I have a Spanish passport, although i have never lived or worked in Spain.

Now in the process of being employed... 

I guess I will need some sort of NIE > tax identification number... but not for Extranjeros?

Is this what they called a CIF (certificado de identificacion fiscal)?

And what about SSR (social security registration)?

Rather confused 
can someone help me and tell me what papers I need to live and work in Spain?

And what documents I will need to apply for these documents?

Guessing I need to be resident to work anyway??

Thanks a lot


----------



## Pesky Wesky (May 10, 2009)

Gipsy said:


> I have a Spanish passport, although i have never lived or worked in Spain.
> 
> Now in the process of being employed...
> 
> ...


Spanish people have a NIF (número de identificación fiscal) which is the same as the DNI (documento nacional de identidad) number


> Con carácter general, el número de identificación fiscal de las personas físicas de nacionalidad española será el número de su documento nacional de identidad seguido por el código de verificación (DNI) y para los que carezcan de nacionalidad española será el número de identidad de extranjero (NIE). El Ministerio del Interior es el órgano competente para su asignación.


You can find out tax info from this web
NIF de personas físicas - Agencia Tributaria


----------



## Gipsy (Nov 20, 2017)

Pesky Wesky said:


> Spanish people have a NIF (número de identificación fiscal) which is the same as the DNI (documento nacional de identidad) number
> 
> You can find out tax info from this web
> NIF de personas físicas - Agencia Tributaria


Thanks Pesky Wesky

Does it mean that if I have a DNI i won't need a NIF document?

Do I have to be a resident of Spain to have a DIN (have read that residential address is on the card)

Still trying to figure out if it is in my interest to be a resident of Spain as for the moment I am not sure I will stay more than 6 months...


----------



## Pesky Wesky (May 10, 2009)

Gipsy said:


> Thanks Pesky Wesky
> 
> Does it mean that if I have a DNI i won't need a NIF document?
> 
> ...


Hmmm, not sure. If you can understand Spanish it probably tells you on the site I gave the link to.


----------



## Overandout (Nov 10, 2012)

My understanding (from the process of obtaining citizenship my wife has just goine through) is that all Spaniards, once adult, "must" have a DNI.
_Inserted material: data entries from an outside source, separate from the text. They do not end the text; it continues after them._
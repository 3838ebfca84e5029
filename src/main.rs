#![forbid(unsafe_code)]
//! memory-map Command Line Interface

use std::path::PathBuf;

use clap::Parser;
use console::style;
use tracing_subscriber::EnvFilter;

use memory_map::commands::{execute_map, MapOptions};
use memory_map::Settings;

#[derive(Parser)]
#[command(name = "memory-map")]
#[command(about = "Show which memory files apply to a directory, and how much they cost")]
#[command(version)]
struct Cli {
    /// Directory to map
    #[arg(default_value = ".")]
    dir: PathBuf,

    /// Output JSON
    #[arg(long)]
    json: bool,

    /// Run optimization and hygiene checks
    #[arg(short, long)]
    audit: bool,

    /// Map every subdirectory that has a CLAUDE.md
    #[arg(long)]
    all_projects: bool,

    /// Disable colors
    #[arg(long)]
    plain: bool,

    /// Settings file path
    #[arg(short, long, default_value = ".memory-map.json")]
    config: PathBuf,

    /// Home directory override
    #[arg(long, env = "MEMORY_MAP_HOME")]
    home: Option<PathBuf>,

    /// Verbose output
    #[arg(short, long)]
    verbose: bool,
}

fn init_logging(verbose: bool) {
    let default = if verbose { "debug" } else { "warn" };
    let filter = EnvFilter::try_from_default_env().unwrap_or_else(|_| EnvFilter::new(default));
    tracing_subscriber::fmt()
        .with_env_filter(filter)
        .with_writer(std::io::stderr)
        .with_target(false)
        .init();
}

fn main() -> anyhow::Result<()> {
    let cli = Cli::parse();
    init_logging(cli.verbose);

    if cli.plain {
        console::set_colors_enabled(false);
        console::set_colors_enabled_stderr(false);
    }

    // Load settings
    let mut settings = if cli.config.exists() {
        match Settings::load(&cli.config) {
            Ok(settings) => settings,
            Err(e) => {
                tracing::warn!(path = %cli.config.display(), error = %e, "Unusable settings file");
                eprintln!("{} {}", style("✗").red(), e);
                std::process::exit(1);
            }
        }
    } else {
        Settings::default()
    };
    if let Some(home) = cli.home {
        settings.home = home;
    }

    let options = MapOptions {
        dir: cli.dir,
        json: cli.json,
        audit: cli.audit,
        all_projects: cli.all_projects,
    };
    if let Err(e) = execute_map(options, settings) {
        eprintln!("{} {:#}", style("✗").red(), e);
        std::process::exit(1);
    }

    Ok(())
}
Of course that is by a law that can only apply to people in Spanish territory.

If you have never had a DNI, that would suggest that either you are Spanish by birth but as you did not live in Spain you did not get your DNI on coming of age because you simply didn't need it or you have recently become Spanish and you did not apply for it.
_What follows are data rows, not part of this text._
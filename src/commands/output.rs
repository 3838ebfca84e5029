//! @acp:module "Output"
//! @acp:summary "Human and JSON rendering of memory maps and audit hints"
//! @acp:domain cli
//! @acp:layer presentation

use std::path::Path;

use console::{style, Style};
use serde::Serialize;

use crate::audit::{BudgetSummary, Hint, HintKind};
use crate::entry::{ConfigEntry, EntryKind, EntryRecord, Group};
use crate::resolve::ProjectContext;
use crate::text::short_path;

/// Width of section rules
const RULE_WIDTH: usize = 50;

/// @acp:summary "JSON document for a map rendered with --audit"
#[derive(Debug, Serialize)]
pub struct AuditReport {
    pub entries: Vec<EntryRecord>,
    pub budget: BudgetSummary,
    pub hints: Vec<Hint>,
}

/// JSON projection of a map, with or without audit data
pub fn json_value(
    entries: &[ConfigEntry],
    audit: Option<(BudgetSummary, Vec<Hint>)>,
) -> serde_json::Result<serde_json::Value> {
    let records: Vec<EntryRecord> = entries.iter().map(ConfigEntry::to_record).collect();
    match audit {
        Some((budget, hints)) => serde_json::to_value(AuditReport {
            entries: records,
            budget,
            hints,
        }),
        None => serde_json::to_value(records),
    }
}

/// Color associated with an entry kind
fn kind_style(kind: EntryKind) -> Style {
    match kind {
        EntryKind::Managed => Style::new().red(),
        EntryKind::User | EntryKind::UserRule => Style::new().cyan(),
        EntryKind::AutoMemory => Style::new().magenta(),
        EntryKind::AutoMemoryTopic => Style::new().magenta().dim(),
        EntryKind::Project => Style::new().green(),
        EntryKind::ProjectRule => Style::new().yellow(),
        EntryKind::Local => Style::new().blue(),
        EntryKind::Child | EntryKind::Skill => Style::new().dim(),
        EntryKind::Reference => Style::new().cyan().dim(),
    }
}

/// @acp:summary "Print the header block naming target, repository and key"
pub fn print_header(context: &ProjectContext) {
    println!(
        "{} Memory map for {}",
        style("→").cyan(),
        style(context.target.display()).bold()
    );
    if let Some(root) = &context.repo_root {
        println!("  Git: {}", style(root.display()).dim());
    }
    println!("  Key: {}", style(&context.project_key).dim());
    println!();
}

/// @acp:summary "Print entries grouped by loading class, then totals"
pub fn print_entries(entries: &[ConfigEntry], summary: &BudgetSummary, home: &Path) {
    for group in Group::ALL {
        let members: Vec<&ConfigEntry> = entries.iter().filter(|e| e.group() == group).collect();
        if members.is_empty() {
            continue;
        }

        println!("  {} ({} files)", style(group.title()).bold(), members.len());
        println!("  {}", "─".repeat(RULE_WIDTH));
        for entry in members {
            print_entry(entry, home);
        }
        println!();
    }

    print_totals(entries, summary);
}

fn print_entry(entry: &ConfigEntry, home: &Path) {
    let kind_style = kind_style(entry.kind);
    println!(
        "  [{}] {}",
        kind_style.apply_to(entry.kind.marker()),
        short_path(&entry.location, home)
    );

    let mut detail = format!(
        "{} | {} | {} chars",
        entry.kind.label(),
        entry.size_display(),
        entry.size_chars()
    );
    if entry.conditional {
        detail.push_str(&format!(" | paths: {}", entry.path_filters.join(", ")));
    }
    if let Some(referrer) = &entry.referenced_from {
        detail.push_str(&format!(" (from {})", short_path(referrer, home)));
    }
    println!("       {}", style(detail).dim());
}

fn print_totals(entries: &[ConfigEntry], summary: &BudgetSummary) {
    let startup: Vec<&ConfigEntry> = entries.iter().filter(|e| e.is_startup()).collect();
    let lines: usize = startup.iter().map(|e| e.loaded_lines).sum();
    let on_demand = entries.len() - startup.len();

    println!("  {}", "─".repeat(RULE_WIDTH));
    println!(
        "  Startup: {} files, ~{} lines, {} chars ({}% of {})",
        startup.len(),
        lines,
        summary.base,
        percent_style(summary.base_pct).apply_to(summary.base_pct),
        summary.budget
    );
    if summary.max != summary.base {
        println!(
            "  With all conditional rules: {} chars ({}% of {})",
            summary.max,
            percent_style(summary.max_pct).apply_to(summary.max_pct),
            summary.budget
        );
    }
    if on_demand > 0 {
        println!("  On-demand: {} files (loaded when needed)", on_demand);
    }
    println!();
}

fn percent_style(pct: usize) -> Style {
    match pct {
        0..=74 => Style::new().green(),
        75..=100 => Style::new().yellow(),
        _ => Style::new().red(),
    }
}

/// @acp:summary "Print audit hints with a severity marker"
pub fn print_hints(hints: &[Hint]) {
    println!("  {}", "─".repeat(RULE_WIDTH));
    println!("  {}", style("Audit").bold());
    for hint in hints {
        let marker = match hint.kind {
            HintKind::Ok => style("✓").green(),
            HintKind::BrokenLink | HintKind::OverBudget => style("✗").red(),
            HintKind::NoAutoMemory => style("•").dim(),
            _ => style("⚠").yellow(),
        };
        println!(
            "    {} {}: {}",
            marker,
            style(hint.kind.label()).bold(),
            hint.message
        );
    }
    println!();
}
My wife was told that she is not obliged to have a passport, but she must get the DNI.

I am actually surprised that you can have applied for and/or renewed a passport without having a valid DNI, but in any case, as a Spaniard you are entitled to renew your DNI, and obliged to if you are in Spain.

A NIF document will tell you your ID number, but does not serve as legal ID.


----------



## Gipsy (Nov 20, 2017)

Overandout said:


> My understanding (from the process of obtaining citizenship my wife has just goine through) is that all Spaniards, once adult, "must" have a DNI.
> 
> Of course that is by a law that can only apply to people in Spanish territory.
> 
> ...


Thanks Overandout
No. Never had a DNI but received then renewed my Spanish passport in a consulate without problem.
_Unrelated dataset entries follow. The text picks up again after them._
//! @acp:module "Frontmatter Tokenizer"
//! @acp:summary "Line-oriented parser for the flat key/list header of memory files"
//! @acp:domain cli
//! @acp:layer parser
//!
//! Grammar:
//!
//! ```text
//! ---
//! key: scalar
//! key: "quoted scalar"
//! key: [inline, list]
//! key:
//!   - list item
//!   - "another item"
//! ---
//! ```
//!
//! Blank lines and `#` comments are ignored. An unterminated block or a list
//! item with no owning key makes the whole header ambiguous, which yields an
//! empty mapping.

/// Block delimiter line
pub const DELIMITER: &str = "---";

/// Value of a frontmatter field
#[derive(Debug, Clone, PartialEq, Eq)]
pub enum FieldValue {
    Scalar(String),
    List(Vec<String>),
}

/// Parsed frontmatter header
#[derive(Debug, Clone, Default, PartialEq, Eq)]
pub struct Frontmatter {
    present: bool,
    fields: Vec<(String, FieldValue)>,
}

#[derive(Debug, Clone, Copy)]
enum State {
    Outside,
    Inside,
    InsideList(usize),
}

impl Frontmatter {
    /// @acp:summary "Parse the frontmatter block at the start of a document"
    pub fn parse(text: &str) -> Self {
        let mut state = State::Outside;
        let mut fields: Vec<(String, FieldValue)> = Vec::new();

        for line in text.lines() {
            let trimmed = line.trim();

            if let State::Outside = state {
                if line.trim_end() != DELIMITER {
                    return Self::default();
                }
                state = State::Inside;
                continue;
            }

            if line.trim_end() == DELIMITER {
                return Self {
                    present: true,
                    fields,
                };
            }

            if trimmed.is_empty() || trimmed.starts_with('#') {
                continue;
            }

            if let State::InsideList(index) = state {
                if let Some(item) = list_item(trimmed) {
                    if let FieldValue::List(items) = &mut fields[index].1 {
                        items.push(unquote(item));
                    }
                    continue;
                }
                state = State::Inside;
            }

            if list_item(trimmed).is_some() {
                return Self::default();
            }

            let Some((key, value)) = trimmed.split_once(':') else {
                continue;
            };
            let key = key.trim().to_string();
            let value = value.trim();

            let parsed = if value.is_empty() {
                FieldValue::List(Vec::new())
            } else if value.starts_with('[') {
                FieldValue::List(parse_inline_list(value))
            } else {
                FieldValue::Scalar(unquote(value))
            };
            let opens_list = value.is_empty();

            let index = match fields.iter().position(|(k, _)| *k == key) {
                Some(existing) => {
                    fields[existing].1 = parsed;
                    existing
                }
                None => {
                    fields.push((key, parsed));
                    fields.len() - 1
                }
            };
            if opens_list {
                state = State::InsideList(index);
            }
        }

        // Unterminated block
        Self::default()
    }

    /// Whether a delimited block was found
    pub fn is_present(&self) -> bool {
        self.present
    }

    /// Whether no fields were parsed
    pub fn is_empty(&self) -> bool {
        self.fields.is_empty()
    }

    /// Look up a field
    pub fn get(&self, key: &str) -> Option<&FieldValue> {
        self.fields.iter().find(|(k, _)| k == key).map(|(_, v)| v)
    }

    /// Look up a non-empty scalar field
    pub fn scalar(&self, key: &str) -> Option<&str> {
        match self.get(key) {
            Some(FieldValue::Scalar(s)) if !s.is_empty() => Some(s.as_str()),
            _ => None,
        }
    }

    /// Glob filters declared under `paths`, in declaration order
    pub fn paths(&self) -> Vec<String> {
        match self.get("paths") {
            Some(FieldValue::List(items)) => {
                items.iter().filter(|s| !s.is_empty()).cloned().collect()
            }
            Some(FieldValue::Scalar(s)) => split_items(s)
                .into_iter()
                .map(|p| unquote(p.trim()))
                .filter(|p| !p.is_empty())
                .collect(),
            None => Vec::new(),
        }
    }
}

fn list_item(trimmed: &str) -> Option<&str> {
    trimmed.strip_prefix("- ").map(str::trim)
}

fn parse_inline_list(value: &str) -> Vec<String> {
    let inner = value.trim_start_matches('[').trim_end_matches(']').trim();
    if inner.is_empty() {
        return Vec::new();
    }
    split_items(inner).into_iter().map(|s| unquote(s.trim())).collect()
}

/// Split on commas that sit outside quotes and `{...}` groups
fn split_items(s: &str) -> Vec<&str> {
    let mut items = Vec::new();
    let mut depth = 0usize;
    let mut quote: Option<char> = None;
    let mut start = 0;

    for (i, c) in s.char_indices() {
        match (quote, c) {
            (Some(q), c) if c == q => quote = None,
            (Some(_), _) => {}
            (None, '"' | '\'') => quote = Some(c),
            (None, '{') => depth += 1,
            (None, '}') => depth = depth.saturating_sub(1),
            (None, ',') if depth == 0 => {
                items.push(&s[start..i]);
                start = i + 1;
            }
            _ => {}
        }
    }
    items.push(&s[start..]);
    items
}

fn unquote(s: &str) -> String {
    let trimmed = s.trim();
    if trimmed.len() >= 2
        && ((trimmed.starts_with('"') && trimmed.ends_with('"'))
            || (trimmed.starts_with('\'') && trimmed.ends_with('\'')))
    {
        trimmed[1..trimmed.len() - 1].to_string()
    } else {
        trimmed.to_string()
    }
}

#[cfg(test)]
mod tests {
    use super::*;

    #[test]
    fn test_paths_block_list() {
        let fm = Frontmatter::parse(
            "---\ndescription: API rules\npaths:\n  - \"src/api/**/*.ts\"\n  - 'lib/**'\n\n  # comment\n  - tests/*.rs\nalwaysApply: false\n---\n# Body\n",
        );
        assert!(fm.is_present());
        assert_eq!(fm.scalar("description"), Some("API rules"));
        assert_eq!(fm.paths(), vec!["src/api/**/*.ts", "lib/**", "tests/*.rs"]);
        assert_eq!(fm.scalar("alwaysApply"), Some("false"));
    }

    #[test]
    fn test_inline_and_scalar_paths() {
        let inline = Frontmatter::parse("---\npaths: [\"a/**\", b/*.md]\n---\n");
        assert_eq!(inline.paths(), vec!["a/**", "b/*.md"]);

        let scalar = Frontmatter::parse("---\npaths: src/**/*.rs, docs/*.md\n---\n");
        assert_eq!(scalar.paths(), vec!["src/**/*.rs", "docs/*.md"]);
    }

    #[test]
    fn test_commas_inside_braces_and_quotes() {
        let fm = Frontmatter::parse("---\npaths: [\"src/**/*.{ts,tsx}\", 'a,b.md', lib/**]\n---\n");
        assert_eq!(fm.paths(), vec!["src/**/*.{ts,tsx}", "a,b.md", "lib/**"]);

        let scalar = Frontmatter::parse("---\npaths: web/*.{js,css}, docs/*.md\n---\n");
        assert_eq!(scalar.paths(), vec!["web/*.{js,css}", "docs/*.md"]);
    }

    #[test]
    fn test_no_frontmatter() {
        let fm = Frontmatter::parse("# Title\n---\npaths:\n - x\n---\n");
        assert!(!fm.is_present());
        assert!(fm.paths().is_empty());
    }

    #[test]
    fn test_unterminated_block_is_empty() {
        let fm = Frontmatter::parse("---\npaths:\n  - src/**\n# Body without closing\n");
        assert!(!fm.is_present());
        assert!(fm.is_empty());
    }

    #[test]
    fn test_orphan_list_item_is_empty() {
        let fm = Frontmatter::parse("---\nname: x\n- stray\n---\n");
        assert!(fm.is_empty());
    }

    #[test]
    fn test_empty_paths_list() {
        let fm = Frontmatter::parse("---\npaths:\nname: rule\n---\n");
        assert!(fm.is_present());
        assert!(fm.paths().is_empty());
        assert_eq!(fm.scalar("name"), Some("rule"));
    }

    #[test]
    fn test_crlf_delimiters() {
        let fm = Frontmatter::parse("---\r\nname: skill\r\n---\r\nbody");
        assert_eq!(fm.scalar("name"), Some("skill"));
    }
}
So are you saying that I can only apply for DNI on Spanish territory? and being a resident of Spain?

If NIF not useful for ID, is it necessary for work then?

Long long journey understanding how administration works here...


----------



## Gipsy (Nov 20, 2017)

Pesky Wesky said:


> Hmmm, not sure. If you can understand Spanish it probably tells you on the site I gave the link to.


I do understand Spanish quite well... but this can of information really overwhelms me... like my brain is freezing (!)


----------



## gm197 (Apr 22, 2012)

You can be a Spaniard residing "en el exterior" and be issued a DNI. Of course it can be only issued IN Spain. You get a certificate of residency from the consulate where you live.


----------



## Gipsy (Nov 20, 2017)

gm197 said:


> You can be a Spaniard residing "en el exterior" and be issued a DNI. Of course it can be only issued IN Spain. You get a certificate of residency from the consulate where you live.


thank you gm197, thats useful to know.


----------



## Pesky Wesky (May 10, 2009)

Gipsy said:


> I do understand Spanish quite well... but this can of information really overwhelms me... like my brain is freezing (!)


I quite understand!


----------